» **Problem description**
Would you please copy every line from the records that contains the word "IndividualIncomeInput"?

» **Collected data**
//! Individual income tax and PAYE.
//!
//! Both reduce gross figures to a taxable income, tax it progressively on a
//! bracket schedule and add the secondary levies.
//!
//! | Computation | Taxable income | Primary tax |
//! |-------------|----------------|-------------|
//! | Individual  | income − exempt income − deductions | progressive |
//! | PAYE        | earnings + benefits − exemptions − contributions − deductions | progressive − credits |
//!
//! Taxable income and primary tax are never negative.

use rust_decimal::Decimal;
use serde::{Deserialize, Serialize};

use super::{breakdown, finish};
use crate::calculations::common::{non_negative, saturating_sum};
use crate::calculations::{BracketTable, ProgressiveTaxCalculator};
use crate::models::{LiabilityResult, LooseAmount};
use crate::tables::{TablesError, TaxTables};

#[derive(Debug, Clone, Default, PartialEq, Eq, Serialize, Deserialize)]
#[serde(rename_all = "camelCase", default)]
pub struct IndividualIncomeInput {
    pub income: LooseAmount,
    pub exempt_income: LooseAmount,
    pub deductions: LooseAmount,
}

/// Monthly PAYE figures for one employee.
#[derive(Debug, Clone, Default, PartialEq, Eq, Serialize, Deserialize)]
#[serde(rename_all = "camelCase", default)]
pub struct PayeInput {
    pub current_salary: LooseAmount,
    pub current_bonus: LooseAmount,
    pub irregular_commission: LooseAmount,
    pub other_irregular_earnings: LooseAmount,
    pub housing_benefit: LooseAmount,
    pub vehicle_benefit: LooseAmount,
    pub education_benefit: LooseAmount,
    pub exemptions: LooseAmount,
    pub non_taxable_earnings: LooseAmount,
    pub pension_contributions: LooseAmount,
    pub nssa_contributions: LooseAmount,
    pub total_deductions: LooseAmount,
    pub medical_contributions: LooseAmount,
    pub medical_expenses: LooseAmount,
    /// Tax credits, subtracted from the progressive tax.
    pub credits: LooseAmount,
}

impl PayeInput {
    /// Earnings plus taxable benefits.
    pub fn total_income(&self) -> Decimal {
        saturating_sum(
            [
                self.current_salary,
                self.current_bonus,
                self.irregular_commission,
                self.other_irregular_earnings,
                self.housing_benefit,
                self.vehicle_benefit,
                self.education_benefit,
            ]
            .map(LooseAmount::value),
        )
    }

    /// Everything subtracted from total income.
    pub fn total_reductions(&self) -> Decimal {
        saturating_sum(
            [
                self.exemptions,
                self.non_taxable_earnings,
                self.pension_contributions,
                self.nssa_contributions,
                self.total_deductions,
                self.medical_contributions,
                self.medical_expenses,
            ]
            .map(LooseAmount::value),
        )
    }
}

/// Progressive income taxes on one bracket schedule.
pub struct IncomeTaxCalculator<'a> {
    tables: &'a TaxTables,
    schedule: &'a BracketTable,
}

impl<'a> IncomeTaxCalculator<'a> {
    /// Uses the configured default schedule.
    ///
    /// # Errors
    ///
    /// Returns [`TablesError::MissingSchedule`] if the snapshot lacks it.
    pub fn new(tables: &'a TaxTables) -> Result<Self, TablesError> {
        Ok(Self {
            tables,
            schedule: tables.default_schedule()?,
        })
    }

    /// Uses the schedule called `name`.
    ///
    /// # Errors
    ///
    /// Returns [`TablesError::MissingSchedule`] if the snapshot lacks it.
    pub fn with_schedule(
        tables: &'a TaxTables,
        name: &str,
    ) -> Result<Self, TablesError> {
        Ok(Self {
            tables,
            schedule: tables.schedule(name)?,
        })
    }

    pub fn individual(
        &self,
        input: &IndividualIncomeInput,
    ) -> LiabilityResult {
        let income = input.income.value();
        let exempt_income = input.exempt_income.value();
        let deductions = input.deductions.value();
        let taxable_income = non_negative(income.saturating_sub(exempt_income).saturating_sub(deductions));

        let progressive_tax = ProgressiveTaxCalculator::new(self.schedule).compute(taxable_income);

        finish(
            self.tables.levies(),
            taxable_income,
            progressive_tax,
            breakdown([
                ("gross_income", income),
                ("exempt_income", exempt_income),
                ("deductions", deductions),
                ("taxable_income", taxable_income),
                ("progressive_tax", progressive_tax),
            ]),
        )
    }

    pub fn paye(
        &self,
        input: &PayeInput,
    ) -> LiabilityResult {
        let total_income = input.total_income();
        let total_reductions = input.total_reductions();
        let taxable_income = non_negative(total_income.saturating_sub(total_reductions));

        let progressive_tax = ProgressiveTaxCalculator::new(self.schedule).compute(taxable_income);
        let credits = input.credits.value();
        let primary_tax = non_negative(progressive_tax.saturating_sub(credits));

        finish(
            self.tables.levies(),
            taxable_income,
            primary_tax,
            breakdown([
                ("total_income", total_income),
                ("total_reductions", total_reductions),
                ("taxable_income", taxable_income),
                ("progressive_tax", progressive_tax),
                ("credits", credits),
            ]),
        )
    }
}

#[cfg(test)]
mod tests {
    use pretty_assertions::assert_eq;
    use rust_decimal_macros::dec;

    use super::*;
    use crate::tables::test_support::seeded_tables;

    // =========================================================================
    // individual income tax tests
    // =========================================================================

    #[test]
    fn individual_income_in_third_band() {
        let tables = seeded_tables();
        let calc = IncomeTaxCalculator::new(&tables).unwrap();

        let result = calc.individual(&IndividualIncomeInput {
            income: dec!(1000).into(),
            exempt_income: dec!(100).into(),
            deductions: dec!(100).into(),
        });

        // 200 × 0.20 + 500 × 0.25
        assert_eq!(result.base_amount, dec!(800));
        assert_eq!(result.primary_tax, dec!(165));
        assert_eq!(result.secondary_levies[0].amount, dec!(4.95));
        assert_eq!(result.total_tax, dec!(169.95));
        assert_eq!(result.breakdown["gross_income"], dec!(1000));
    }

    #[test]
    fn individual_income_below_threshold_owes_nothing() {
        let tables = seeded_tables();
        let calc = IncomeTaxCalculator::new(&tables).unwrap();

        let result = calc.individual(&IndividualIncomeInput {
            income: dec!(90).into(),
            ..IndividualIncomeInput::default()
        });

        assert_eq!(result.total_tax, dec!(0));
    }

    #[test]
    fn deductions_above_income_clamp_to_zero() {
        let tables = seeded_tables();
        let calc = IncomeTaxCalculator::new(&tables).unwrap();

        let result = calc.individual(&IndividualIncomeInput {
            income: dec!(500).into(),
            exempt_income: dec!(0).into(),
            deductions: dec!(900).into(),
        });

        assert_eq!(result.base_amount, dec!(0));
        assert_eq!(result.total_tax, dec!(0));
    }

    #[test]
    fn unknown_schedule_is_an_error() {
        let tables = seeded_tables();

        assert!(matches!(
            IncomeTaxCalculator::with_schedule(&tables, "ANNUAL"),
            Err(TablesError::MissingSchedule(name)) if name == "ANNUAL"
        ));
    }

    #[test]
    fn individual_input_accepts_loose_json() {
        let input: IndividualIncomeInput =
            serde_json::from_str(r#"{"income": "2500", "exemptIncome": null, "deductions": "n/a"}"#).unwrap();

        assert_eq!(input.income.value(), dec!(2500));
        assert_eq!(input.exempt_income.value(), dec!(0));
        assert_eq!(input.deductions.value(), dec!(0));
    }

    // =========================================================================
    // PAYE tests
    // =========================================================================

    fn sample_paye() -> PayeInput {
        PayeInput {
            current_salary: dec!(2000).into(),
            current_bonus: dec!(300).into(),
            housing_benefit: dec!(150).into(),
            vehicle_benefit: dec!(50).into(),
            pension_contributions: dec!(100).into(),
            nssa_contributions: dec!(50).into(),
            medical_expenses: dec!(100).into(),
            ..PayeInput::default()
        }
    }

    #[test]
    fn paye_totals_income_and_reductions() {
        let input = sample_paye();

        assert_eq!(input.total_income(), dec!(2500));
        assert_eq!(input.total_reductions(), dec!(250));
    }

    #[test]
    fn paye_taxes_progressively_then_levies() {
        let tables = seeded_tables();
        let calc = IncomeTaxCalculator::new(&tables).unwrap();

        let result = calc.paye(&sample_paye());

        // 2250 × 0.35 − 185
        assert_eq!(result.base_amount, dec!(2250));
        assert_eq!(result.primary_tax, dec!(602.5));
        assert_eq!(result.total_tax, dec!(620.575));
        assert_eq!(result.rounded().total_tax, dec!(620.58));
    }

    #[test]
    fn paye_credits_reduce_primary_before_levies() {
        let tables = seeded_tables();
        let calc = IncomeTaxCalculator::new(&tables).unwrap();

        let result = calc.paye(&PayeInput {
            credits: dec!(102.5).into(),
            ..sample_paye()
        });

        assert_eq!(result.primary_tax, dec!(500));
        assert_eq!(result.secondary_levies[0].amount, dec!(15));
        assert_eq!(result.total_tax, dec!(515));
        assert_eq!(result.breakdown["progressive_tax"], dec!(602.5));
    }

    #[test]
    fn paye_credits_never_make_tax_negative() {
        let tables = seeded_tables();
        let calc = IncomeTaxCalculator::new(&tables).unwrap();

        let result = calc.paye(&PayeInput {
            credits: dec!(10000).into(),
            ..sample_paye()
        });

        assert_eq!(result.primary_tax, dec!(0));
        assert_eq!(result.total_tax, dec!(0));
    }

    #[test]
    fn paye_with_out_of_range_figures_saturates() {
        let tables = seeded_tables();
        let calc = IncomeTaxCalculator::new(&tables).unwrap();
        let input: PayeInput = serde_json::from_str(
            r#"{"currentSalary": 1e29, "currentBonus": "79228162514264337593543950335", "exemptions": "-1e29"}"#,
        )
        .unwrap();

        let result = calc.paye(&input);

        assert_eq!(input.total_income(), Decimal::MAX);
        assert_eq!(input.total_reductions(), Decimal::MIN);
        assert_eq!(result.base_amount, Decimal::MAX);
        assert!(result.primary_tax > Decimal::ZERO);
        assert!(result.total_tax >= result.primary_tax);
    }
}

» **Output of the exercise**
pub struct IndividualIncomeInput {
        input: &IndividualIncomeInput,
        let result = calc.individual(&IndividualIncomeInput {
        let result = calc.individual(&IndividualIncomeInput {
            ..IndividualIncomeInput::default()
        let result = calc.individual(&IndividualIncomeInput {
        let input: IndividualIncomeInput =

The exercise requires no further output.